Brief: In the entries below, find the line with "name (overrides the config file)" and print exactly every line from there up to and including the line with "let cli = Cli::parse();", with no other lines.

- Opening Delimiter -

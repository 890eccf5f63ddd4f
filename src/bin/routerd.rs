//! Router binary

use clap::{Parser, Subcommand};
use helmsman::router::remote::http_nodes;
use helmsman::{Config, Router};
use std::path::PathBuf;
use tracing_subscriber::{layer::SubscriberExt, util::SubscriberInitExt};

#[derive(Parser)]
#[command(name = "helmsman-router")]
#[command(about = "cluster router and replication manager for repository hosting")]
struct Cli {
    #[command(subcommand)]
    command: Commands,
}

#[derive(Subcommand)]
enum Commands {
    /// Start the router
    Serve {
        /// Config file (virtual storages, backends, tuning)
        #[arg(long)]
        config: PathBuf,

        /// Router instance name (overrides the config file)
        #[arg(long)]
        name: Option<String>,

        /// Bind address for the admin API (overrides the config file)
        #[arg(long)]
        bind: Option<String>,

        /// Placement store directory (overrides the config file)
        #[arg(long)]
        db: Option<PathBuf>,
    },

    /// Validate a config file and exit
    CheckConfig {
        /// Config file to validate
        #[arg(long)]
        config: PathBuf,
    },
}

#[tokio::main]
async fn main() -> anyhow::Result<()> {
    tracing_subscriber::registry()
        .with(
            tracing_subscriber::EnvFilter::try_from_default_env().unwrap_or_else(|_| "info".into()),
        )
        .with(tracing_subscriber::fmt::layer())
        .init();

    let cli = Cli::parse();

    match cli.command {
        Commands::Serve {
            config,
            name,
            bind,
            db,
        } => {
            let mut config = Config::from_file(&config)?;
            if let Some(name) = name {
                config.router_name = name;
            }
            if let Some(bind) = bind {
                config.bind_addr = bind.parse()?;
            }
            if let Some(db) = db {
                config.db_path = db;
            }
            config.validate()?;

            let nodes = http_nodes(&config);
            let router = Router::new(config, nodes)?;
            router.serve().await?;
        }

        Commands::CheckConfig { config } => {
            let config = Config::from_file(&config)?;
            config.validate()?;
            println!("configuration ok: {} virtual storages", config.virtual_storages.len());
        }
    }

    Ok(())
}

- Closing Delimiter -

Answer to this task:
        /// Router instance name (overrides the config file)
        #[arg(long)]
        name: Option<String>,

        /// Bind address for the admin API (overrides the config file)
        #[arg(long)]
        bind: Option<String>,

        /// Placement store directory (overrides the config file)
        #[arg(long)]
        db: Option<PathBuf>,
    },

    /// Validate a config file and exit
    CheckConfig {
        /// Config file to validate
        #[arg(long)]
        config: PathBuf,
    },
}

#[tokio::main]
async fn main() -> anyhow::Result<()> {
    tracing_subscriber::registry()
        .with(
            tracing_subscriber::EnvFilter::try_from_default_env().unwrap_or_else(|_| "info".into()),
        )
        .with(tracing_subscriber::fmt::layer())
        .init();

    let cli = Cli::parse();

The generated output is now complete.